Zanim jednak przeanalizujemy Imperium, musimy spojrzeć na to, co działo się w samym Rzymie. Już w tym czasie rząd Augusta okazał się niezdolny do uregulowania napływu bogactw do miasta. Mimo swej pozornej potęgi i prestiżu, polityką władcy w jego stolicy nadal rządził strach. Władca ten miał w Italii gwardię pretoriańską, złożoną z dziewięciu kohort ludzi o czystej italskiej krwi. Miał też w Rzymie swą osobistą straż przyboczną, złożoną z równie rasowo czystych Germanów.
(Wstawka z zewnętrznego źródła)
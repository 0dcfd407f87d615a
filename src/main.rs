use std::sync::Arc;

use chat_responder::channels::{ChatwootClient, ReplySink, webhook_routes};
use chat_responder::config::AppConfig;
use chat_responder::conversation::{ConversationStore, GameEngine};
use chat_responder::llm::create_completion_client;
use chat_responder::pipeline::{DecisionRouter, MessageProcessor};
use chat_responder::safety::AccessFilter;

#[tokio::main]
async fn main() -> anyhow::Result<()> {
    // Initialize tracing
    tracing_subscriber::fmt()
        .with_env_filter(
            tracing_subscriber::EnvFilter::try_from_default_env()
                .unwrap_or_else(|_| tracing_subscriber::EnvFilter::new("info")),
        )
        .with_target(false)
        .init();

    let config = match AppConfig::from_env() {
        Ok(config) => config,
        Err(e) => {
            eprintln!("Error: {e}");
            eprintln!("  export CHATWOOT_BASE_URL=... CHATWOOT_ACCOUNT_ID=... CHATWOOT_API_KEY=...");
            eprintln!("  export OPENROUTER_API_KEY=...");
            std::process::exit(1);
        }
    };

    eprintln!("💬 Chat Responder v{}", env!("CARGO_PKG_VERSION"));
    eprintln!("   Primary model:  {}", config.upstream.primary_model);
    eprintln!("   Fallback model: {}", config.upstream.fallback_model);
    eprintln!("   Webhook: http://0.0.0.0:{}/", config.port);
    eprintln!("   Allowed senders: {}\n", config.responder.allowed_senders.len());

    if config.responder.allowed_senders.is_empty() {
        tracing::warn!("RESPONDER_ALLOWED_SENDERS is empty, every message will be ignored");
    }

    let store = Arc::new(ConversationStore::new(config.responder.memory_capacity));
    let games = Arc::new(GameEngine::new(config.responder.game_range));
    let completion = create_completion_client(&config.upstream)?;
    let router = DecisionRouter::new(&config.responder, store, games, completion)?;
    let access = AccessFilter::new(config.responder.allowed_senders.iter().cloned());
    let processor = Arc::new(MessageProcessor::new(access, router));
    let sink: Arc<dyn ReplySink> = Arc::new(ChatwootClient::new(&config.chatwoot));

    let app = webhook_routes(processor, sink);
    let listener = tokio::net::TcpListener::bind(("0.0.0.0", config.port)).await?;
    tracing::info!(port = config.port, "Webhook server started");

    axum::serve(listener, app)
        .with_graceful_shutdown(async {
            tokio::signal::ctrl_c().await.ok();
            tracing::info!("Shutting down");
        })
        .await?;

    Ok(())
}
Nie wystarczały one jednak, by zaniechać praktyki utrzymywania obywateli w spokoju przez dawanie im łapówek - przez politykę zapewniania im panem et circenses***. To określenie Juwenala wydaje się być komentarzem do reform princepsa - owe reformy utonęły w bogactwie wielkiego miasta.

-------------------------------------------------

* Dosłownie "maintenance", czyli "utrzymywaniem" czy "podtrzymywanie".


** To wytłuszczenie jest moje, nie Darlingtona. Po prostu nie mogłem go sobie odmówić, tak wydało mi się to wyjątkow celne. Oraz naprawdę niezwykle AKTUALNE.

*** "Chleba i igrzysk". (Of course.)



triarius

---------------------------------------------------
Caeterum lewactwo delendum esse censeo.